> [What you will do]: From the records below, copy out each line that has the word "fails".

> [Listed records]:

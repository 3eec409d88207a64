//! Process settings read from the environment.

use std::net::SocketAddr;
use std::path::PathBuf;
use std::str::FromStr;
use std::time::Duration;

use wheeltools_orchestration::domain::delivery::{
    DEFAULT_LINK_BASE_URL, DEFAULT_THEME, DeliverySettings,
};
use wheeltools_roster::application::accrual::DEFAULT_TICK;

use crate::error::AppError;

/// Settings for one server process.
#[derive(Debug, Clone, PartialEq, Eq)]
pub struct Settings {
    /// Interface to bind.
    pub host: String,
    /// Port to bind.
    pub port: u16,
    /// Where the roster configuration is stored.
    pub config_path: PathBuf,
    /// Where the game backend accepts create-game requests.
    pub ipc_addr: SocketAddr,
    /// Base URL for game links.
    pub link_base_url: String,
    /// Pause between link messages.
    pub send_delay: Duration,
    /// Accrual tick period.
    pub tick: Duration,
}

fn parse<T>(key: &str, raw: Option<String>, default: T) -> Result<T, AppError>
where
    T: FromStr,
    T::Err: std::fmt::Display,
{
    match raw {
        None => Ok(default),
        Some(raw) => raw
            .trim()
            .parse()
            .map_err(|e| AppError::Config(format!("{key} is invalid ({raw:?}): {e}"))),
    }
}

impl Settings {
    /// Reads settings from the process environment.
    ///
    /// # Errors
    ///
    /// Returns `AppError::Config` when a variable is set but does not parse.
    pub fn from_env() -> Result<Self, AppError> {
        Self::from_lookup(|key| std::env::var(key).ok())
    }

    /// Reads settings through `lookup`; unset keys take their defaults.
    ///
    /// # Errors
    ///
    /// Returns `AppError::Config` when a value does not parse.
    pub fn from_lookup(lookup: impl Fn(&str) -> Option<String>) -> Result<Self, AppError> {
        let default_ipc = SocketAddr::from(([127, 0, 0, 1], 47_700));
        let send_delay_ms: u64 = parse(
            "WHEELTOOLS_SEND_DELAY_MS",
            lookup("WHEELTOOLS_SEND_DELAY_MS"),
            1_000,
        )?;
        let tick_ms: u64 = parse(
            "WHEELTOOLS_TICK_MS",
            lookup("WHEELTOOLS_TICK_MS"),
            u64::try_from(DEFAULT_TICK.as_millis()).unwrap_or(1_000),
        )?;
        if tick_ms == 0 {
            return Err(AppError::Config(
                "WHEELTOOLS_TICK_MS must be greater than zero".to_owned(),
            ));
        }

        Ok(Self {
            host: lookup("HOST").unwrap_or_else(|| "0.0.0.0".to_owned()),
            port: parse("PORT", lookup("PORT"), 3000)?,
            config_path: lookup("WHEELTOOLS_CONFIG_PATH")
                .map_or_else(|| PathBuf::from("wheeltools.json"), PathBuf::from),
            ipc_addr: parse("WHEELTOOLS_IPC_ADDR", lookup("WHEELTOOLS_IPC_ADDR"), default_ipc)?,
            link_base_url: lookup("WHEELTOOLS_LINK_BASE_URL")
                .unwrap_or_else(|| DEFAULT_LINK_BASE_URL.to_owned()),
            send_delay: Duration::from_millis(send_delay_ms),
            tick: Duration::from_millis(tick_ms),
        })
    }

    /// Address the server binds to.
    ///
    /// # Errors
    ///
    /// Returns `AppError::Config` when `HOST:PORT` is not a socket address.
    pub fn bind_addr(&self) -> Result<SocketAddr, AppError> {
        format!("{}:{}", self.host, self.port)
            .parse()
            .map_err(|e| AppError::Config(format!("invalid HOST:PORT combination: {e}")))
    }

    /// Orchestration settings derived from these.
    #[must_use]
    pub fn delivery(&self) -> DeliverySettings {
        DeliverySettings {
            theme: DEFAULT_THEME.to_owned(),
            link_base_url: self.link_base_url.clone(),
            send_delay: self.send_delay,
        }
    }
}
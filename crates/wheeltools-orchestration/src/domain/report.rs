//! Outcome of a batch over the roster.

use serde::Serialize;
use uuid::Uuid;

/// One member that could not be processed.
#[derive(Debug, Clone, PartialEq, Eq, Serialize)]
pub struct ItemFailure {
    /// Member name.
    pub member: String,
    /// Why processing failed.
    pub reason: String,
}

/// Per-member results of a batch. A batch never fails as a whole.
#[derive(Debug, Clone, Serialize)]
pub struct BatchReport {
    /// Identifier used in the batch's log lines.
    pub batch_id: Uuid,
    /// Members processed successfully, in order.
    pub succeeded: Vec<String>,
    /// Members that failed, in order.
    pub failed: Vec<ItemFailure>,
    /// Members dropped because they left the roster mid-batch.
    pub skipped: Vec<String>,
}

impl BatchReport {
    /// Starts an empty report.
    #[must_use]
    pub fn new(batch_id: Uuid) -> Self {
        Self {
            batch_id,
            succeeded: Vec::new(),
            failed: Vec::new(),
            skipped: Vec::new(),
        }
    }

    pub(crate) fn succeed(&mut self, member: &str) {
        self.succeeded.push(member.to_owned());
    }

    pub(crate) fn fail(&mut self, member: &str, reason: impl ToString) {
        self.failed.push(ItemFailure {
            member: member.to_owned(),
            reason: reason.to_string(),
        });
    }

    pub(crate) fn skip(&mut self, member: &str) {
        self.skipped.push(member.to_owned());
    }

    /// Number of members attempted.
    #[must_use]
    pub fn attempted(&self) -> usize {
        self.succeeded.len() + self.failed.len()
    }

    /// `true` when some, but not all, members failed.
    #[must_use]
    pub fn is_partial(&self) -> bool {
        !self.failed.is_empty() && !self.succeeded.is_empty()
    }
}
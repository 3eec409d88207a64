//! Shared test helpers for API integration tests.
#![allow(dead_code)]

use std::sync::Arc;
use std::time::Duration;

use axum::Router;
use axum::body::Body;
use axum::http::{Request, StatusCode};
use http_body_util::BodyExt;
use tower::ServiceExt;
use wheeltools_core::clock::Clock;
use wheeltools_ipc::client::IpcClient;
use wheeltools_orchestration::domain::delivery::DeliverySettings;
use wheeltools_roster::application::roster_store::RosterStore;
use wheeltools_test_support::{
    FixedClock, InMemoryConfigRepository, ScriptedGameBackend, StaticChannelResolver,
};

use wheeltools_api::build_router;
use wheeltools_api::state::AppState;

/// Fixed timestamp used across all integration tests.
fn fixed_clock() -> Arc<dyn Clock> {
    Arc::new(FixedClock(
        chrono::TimeZone::with_ymd_and_hms(&chrono::Utc, 2026, 1, 15, 10, 0, 0).unwrap(),
    ))
}

/// Everything a test needs to drive and inspect the app.
pub struct TestApp {
    pub state: AppState,
    pub backend: Arc<ScriptedGameBackend>,
}

impl TestApp {
    /// A fresh router over the shared state.
    pub fn router(&self) -> Router {
        build_router(self.state.clone())
    }
}

/// Build the full app with an in-memory roster and a scripted game backend.
pub fn build_test_app() -> TestApp {
    build_test_app_with_backend(ScriptedGameBackend::default())
}

/// Build the full app with a custom backend, e.g. one that fails for some
/// titles. Links are sent 10 ms apart.
pub fn build_test_app_with_backend(backend: ScriptedGameBackend) -> TestApp {
    let clock = fixed_clock();
    let store = Arc::new(
        RosterStore::open(Arc::new(InMemoryConfigRepository::default()), clock.clone()).unwrap(),
    );
    let backend = Arc::new(backend);
    let ipc = Arc::new(IpcClient::new(Arc::new(StaticChannelResolver::new(
        backend.clone(),
    ))));
    let delivery = DeliverySettings {
        send_delay: Duration::from_millis(10),
        ..DeliverySettings::default()
    };
    TestApp {
        state: AppState::new(clock, store, ipc, delivery),
        backend,
    }
}

async fn send(app: Router, request: Request<Body>) -> (StatusCode, serde_json::Value) {
    let response = app.oneshot(request).await.unwrap();
    let status = response.status();
    let body_bytes = response.into_body().collect().await.unwrap().to_bytes();
    // Extractor rejections answer in plain text.
    let json = serde_json::from_slice(&body_bytes).unwrap_or(serde_json::Value::Null);

    (status, json)
}

/// Send a request with a JSON body and return the response.
pub async fn send_json(
    app: Router,
    method: &str,
    uri: &str,
    body: &serde_json::Value,
) -> (StatusCode, serde_json::Value) {
    let request = Request::builder()
        .method(method)
        .uri(uri)
        .header("content-type", "application/json")
        .body(Body::from(serde_json::to_vec(body).unwrap()))
        .unwrap();

    send(app, request).await
}

/// Send a POST request with a JSON body and return the response.
pub async fn post_json(
    app: Router,
    uri: &str,
    body: &serde_json::Value,
) -> (StatusCode, serde_json::Value) {
    send_json(app, "POST", uri, body).await
}

/// Send a request without a body and return the response.
pub async fn send_empty(app: Router, method: &str, uri: &str) -> (StatusCode, serde_json::Value) {
    let request = Request::builder()
        .method(method)
        .uri(uri)
        .body(Body::empty())
        .unwrap();

    send(app, request).await
}

/// Send a GET request and return the response.
pub async fn get_json(app: Router, uri: &str) -> (StatusCode, serde_json::Value) {
    send_empty(app, "GET", uri).await
}

/// Report a party through the host feed.
pub async fn report_party(app: &TestApp, members: serde_json::Value) {
    let (status, _) = send_json(
        app.router(),
        "PUT",
        "/api/v1/party/snapshot",
        &serde_json::json!({ "members": members }),
    )
    .await;
    assert_eq!(status, StatusCode::OK);
}
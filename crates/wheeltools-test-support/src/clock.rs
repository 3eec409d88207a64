//! Test clocks — deterministic `Clock` implementations for tests.

use std::sync::Mutex;

use chrono::{DateTime, TimeDelta, Utc};
use wheeltools_core::clock::Clock;

/// A clock that always returns a fixed point in time.
#[derive(Debug, Clone, Copy)]
pub struct FixedClock(pub DateTime<Utc>);

impl Clock for FixedClock {
    fn now(&self) -> DateTime<Utc> {
        self.0
    }
}

/// A clock that only moves when the test advances it. Used for accrual tests
/// that walk a member through successive intervals.
#[derive(Debug)]
pub struct ManualClock {
    now: Mutex<DateTime<Utc>>,
}

impl ManualClock {
    /// Create a clock starting at `start`.
    #[must_use]
    pub fn new(start: DateTime<Utc>) -> Self {
        Self {
            now: Mutex::new(start),
        }
    }

    /// Moves the clock forward by `delta`.
    ///
    /// # Panics
    ///
    /// Panics if the internal mutex is poisoned.
    pub fn advance(&self, delta: TimeDelta) {
        *self.now.lock().unwrap() += delta;
    }
}

impl Clock for ManualClock {
    fn now(&self) -> DateTime<Utc> {
        *self.now.lock().unwrap()
    }
}
//! Integration tests for `JsonFileConfigRepository`.

use std::fs;
use std::path::PathBuf;
use std::sync::Arc;

use chrono::{TimeZone, Utc};
use uuid::Uuid;
use wheeltools_config_store::json_file_repository::JsonFileConfigRepository;
use wheeltools_core::error::DomainError;
use wheeltools_core::repository::ConfigRepository;
use wheeltools_roster::application::roster_store::{DefaultsUpdate, RosterStore};
use wheeltools_test_support::FixedClock;

/// Unique scratch directory removed when dropped.
struct ScratchDir(PathBuf);

impl ScratchDir {
    fn new() -> Self {
        let dir = std::env::temp_dir().join(format!("wheeltools-{}", Uuid::new_v4()));
        fs::create_dir_all(&dir).unwrap();
        Self(dir)
    }

    fn file(&self, name: &str) -> PathBuf {
        self.0.join(name)
    }
}

impl Drop for ScratchDir {
    fn drop(&mut self) {
        let _ = fs::remove_dir_all(&self.0);
    }
}

// --- load ---

#[test]
fn test_load_missing_file_returns_none() {
    let dir = ScratchDir::new();
    let repo = JsonFileConfigRepository::new(dir.file("config.json"));

    let loaded = repo.load().unwrap();

    assert!(loaded.is_none());
}

#[test]
fn test_load_garbage_is_an_infrastructure_error() {
    let dir = ScratchDir::new();
    let path = dir.file("config.json");
    fs::write(&path, "{not json").unwrap();
    let repo = JsonFileConfigRepository::new(path);

    let result = repo.load();

    assert!(matches!(result, Err(DomainError::Infrastructure(_))));
}

// --- save ---

#[test]
fn test_save_then_load_returns_same_document() {
    let dir = ScratchDir::new();
    let repo = JsonFileConfigRepository::new(dir.file("config.json"));
    let document = serde_json::json!({ "version": 1, "members": [] });

    repo.save(&document).unwrap();
    let loaded = repo.load().unwrap();

    assert_eq!(loaded, Some(document));
}

#[test]
fn test_save_creates_missing_directories_and_leaves_no_temp_file() {
    let dir = ScratchDir::new();
    let path = dir.file("nested/deeper/config.json");
    let repo = JsonFileConfigRepository::new(&path);

    repo.save(&serde_json::json!({ "version": 1 })).unwrap();
    repo.save(&serde_json::json!({ "version": 2 })).unwrap();

    assert!(path.exists());
    assert!(!dir.file("nested/deeper/config.json.tmp").exists());
    assert_eq!(repo.load().unwrap().unwrap()["version"], 2);
}

// --- with the roster store ---

fn open_store(repo: &JsonFileConfigRepository) -> RosterStore {
    let clock = Arc::new(FixedClock(
        Utc.with_ymd_and_hms(2026, 1, 15, 10, 0, 0).unwrap(),
    ));
    RosterStore::open(Arc::new(repo.clone()), clock).unwrap()
}

#[test]
fn test_restart_keeps_settings_and_clears_members() {
    // Arrange
    let dir = ScratchDir::new();
    let repo = JsonFileConfigRepository::new(dir.file("config.json"));
    let store = open_store(&repo);
    store
        .update_defaults(DefaultsUpdate {
            preset: Some("classic".to_owned()),
            spin_amount: Some("2".to_owned()),
            ..DefaultsUpdate::default()
        })
        .unwrap();
    store.upsert_from_membership("Alys Tern").unwrap();
    drop(store);

    // Act
    let reopened = open_store(&repo);

    // Assert
    let config = reopened.snapshot();
    assert_eq!(config.defaults.preset, "classic");
    assert_eq!(config.defaults.spin_amount.raw(), "2");
    assert!(config.members().is_empty());
    let on_disk = repo.load().unwrap().unwrap();
    assert_eq!(on_disk["members"], serde_json::json!([]));
}
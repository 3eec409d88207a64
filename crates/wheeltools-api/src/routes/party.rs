//! Routes through which the host reports party membership.

use axum::extract::State;
use axum::{Json, Router, routing::post, routing::put};
use serde::{Deserialize, Serialize};
use tracing::instrument;
use wheeltools_core::providers::{MembershipSnapshot, PartyEntry};
use wheeltools_roster::application::reconciler::ReconcileOutcome;

use crate::error::ApiError;
use crate::state::AppState;

/// Request body for PUT /snapshot: either the full party or the reason it
/// cannot be read.
#[derive(Debug, Deserialize)]
#[serde(untagged)]
pub enum PartySnapshotRequest {
    /// Current members in party order.
    Members {
        /// Party entries.
        members: Vec<PartyEntry>,
    },
    /// The host has no party to report.
    Unavailable {
        /// Why.
        unavailable: String,
    },
}

impl From<PartySnapshotRequest> for MembershipSnapshot {
    fn from(request: PartySnapshotRequest) -> Self {
        match request {
            PartySnapshotRequest::Members { members } => Self::Members(members),
            PartySnapshotRequest::Unavailable { unavailable } => Self::Unavailable {
                reason: unavailable,
            },
        }
    }
}

/// Request body for POST /joined.
#[derive(Debug, Deserialize)]
pub struct JoinedRequest {
    /// Character name.
    pub name: String,
    /// Home world, if known.
    #[serde(default)]
    pub world: Option<String>,
}

/// Request body for POST /left.
#[derive(Debug, Deserialize)]
pub struct LeftRequest {
    /// Character name.
    pub name: String,
}

/// Response body for POST /joined.
#[derive(Debug, Serialize)]
pub struct JoinedResponse {
    /// `true` when the member was not tracked before.
    pub added: bool,
}

/// Response body for POST /left.
#[derive(Debug, Serialize)]
pub struct LeftResponse {
    /// `true` when a tracked, enabled member was disabled.
    pub disabled: bool,
}

/// PUT /snapshot
#[instrument(skip(state, request))]
async fn put_snapshot(
    State(state): State<AppState>,
    Json(request): Json<PartySnapshotRequest>,
) -> Json<ReconcileOutcome> {
    state.membership.replace(request.into());
    Json(state.reconciler.refresh().await)
}

/// POST /joined
#[instrument(skip(state, request), fields(member = %request.name))]
async fn member_joined(
    State(state): State<AppState>,
    Json(request): Json<JoinedRequest>,
) -> Result<Json<JoinedResponse>, ApiError> {
    let added = state.reconciler.on_member_joined(&request.name)?;
    state.membership.insert(PartyEntry {
        name: request.name,
        world: request.world,
    });
    Ok(Json(JoinedResponse { added }))
}

/// POST /left
#[instrument(skip(state, request), fields(member = %request.name))]
async fn member_left(
    State(state): State<AppState>,
    Json(request): Json<LeftRequest>,
) -> Result<Json<LeftResponse>, ApiError> {
    state.membership.remove(&request.name);
    let disabled = state.reconciler.on_member_left(&request.name)?;
    Ok(Json(LeftResponse { disabled }))
}

/// Returns the party router.
pub fn router() -> Router<AppState> {
    Router::new()
        .route("/snapshot", put(put_snapshot))
        .route("/joined", post(member_joined))
        .route("/left", post(member_left))
}
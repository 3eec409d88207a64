//! Aligns the roster with the live membership source.
//!
//! Reconciliation only ever adds. Members missing from a snapshot keep their
//! game id and accrual history; leaving is reported separately through
//! [`Reconciler::on_member_left`], which disables instead of deleting.

use std::sync::Arc;

use serde::Serialize;
use tracing::{error, info, instrument, warn};
use wheeltools_core::error::DomainError;
use wheeltools_core::providers::{MembershipProvider, MembershipSnapshot};

use super::roster_store::RosterStore;

/// Result of a refresh.
#[derive(Debug, Clone, PartialEq, Eq, Serialize)]
#[serde(tag = "status", rename_all = "snake_case")]
pub enum ReconcileOutcome {
    /// The membership source could not be read; nothing changed.
    Unavailable {
        /// Reason reported by the provider.
        reason: String,
    },
    /// The snapshot was applied.
    Reconciled {
        /// Names present in the snapshot.
        seen: usize,
        /// Names newly added to the roster, in snapshot order.
        added: Vec<String>,
        /// Names whose save failed. They are tracked in memory and written
        /// with the next successful save.
        failed: Vec<String>,
    },
}

/// Pulls membership snapshots into the roster store.
pub struct Reconciler {
    store: Arc<RosterStore>,
    membership: Arc<dyn MembershipProvider>,
}

impl Reconciler {
    /// Creates a reconciler over the given store and provider.
    #[must_use]
    pub fn new(store: Arc<RosterStore>, membership: Arc<dyn MembershipProvider>) -> Self {
        Self { store, membership }
    }

    /// Reads the membership source and adds every member not yet tracked.
    ///
    /// An unavailable source is a normal state and returns
    /// `ReconcileOutcome::Unavailable`. Entries that fail individually are
    /// skipped: blank names are dropped, failed saves are reported in
    /// `failed` and the remaining entries are still processed.
    #[instrument(skip(self))]
    pub async fn refresh(&self) -> ReconcileOutcome {
        let entries = match self.membership.snapshot().await {
            MembershipSnapshot::Unavailable { reason } => {
                info!(%reason, "membership unavailable, roster left untouched");
                return ReconcileOutcome::Unavailable { reason };
            }
            MembershipSnapshot::Members(entries) => entries,
        };

        if entries.is_empty() {
            info!("no party members");
        }

        let mut added = Vec::new();
        let mut failed = Vec::new();
        for entry in &entries {
            match self.store.upsert_from_membership(&entry.name) {
                Ok((member, true)) => added.push(member.name().to_owned()),
                Ok((_, false)) => {}
                Err(DomainError::Validation(reason)) => {
                    warn!(%reason, "skipping membership entry");
                }
                Err(e) => {
                    error!(member = %entry.name, error = %e, "failed to save membership entry");
                    failed.push(entry.name.clone());
                }
            }
        }

        info!(
            seen = entries.len(),
            added = added.len(),
            failed = failed.len(),
            "roster reconciled"
        );
        ReconcileOutcome::Reconciled {
            seen: entries.len(),
            added,
            failed,
        }
    }

    /// Hook for a member joining the party.
    ///
    /// # Errors
    ///
    /// Returns `DomainError::Validation` for a blank name, or
    /// `DomainError::Infrastructure` if saving fails.
    pub fn on_member_joined(&self, name: &str) -> Result<bool, DomainError> {
        self.store
            .upsert_from_membership(name)
            .map(|(_, added)| added)
    }

    /// Hook for a member leaving the party: disables, never removes.
    ///
    /// # Errors
    ///
    /// Returns `DomainError::Infrastructure` if saving fails.
    pub fn on_member_left(&self, name: &str) -> Result<bool, DomainError> {
        let disabled = self.store.disable(name)?;
        if disabled {
            info!(member = name, "party member left, disabled in roster");
        }
        Ok(disabled)
    }
}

> [Exercise answer]:
/// Per-member results of a batch. A batch never fails as a whole.
/// Build the full app with a custom backend, e.g. one that fails for some
    /// `DomainError::Infrastructure` if saving fails.
    /// Returns `DomainError::Infrastructure` if saving fails.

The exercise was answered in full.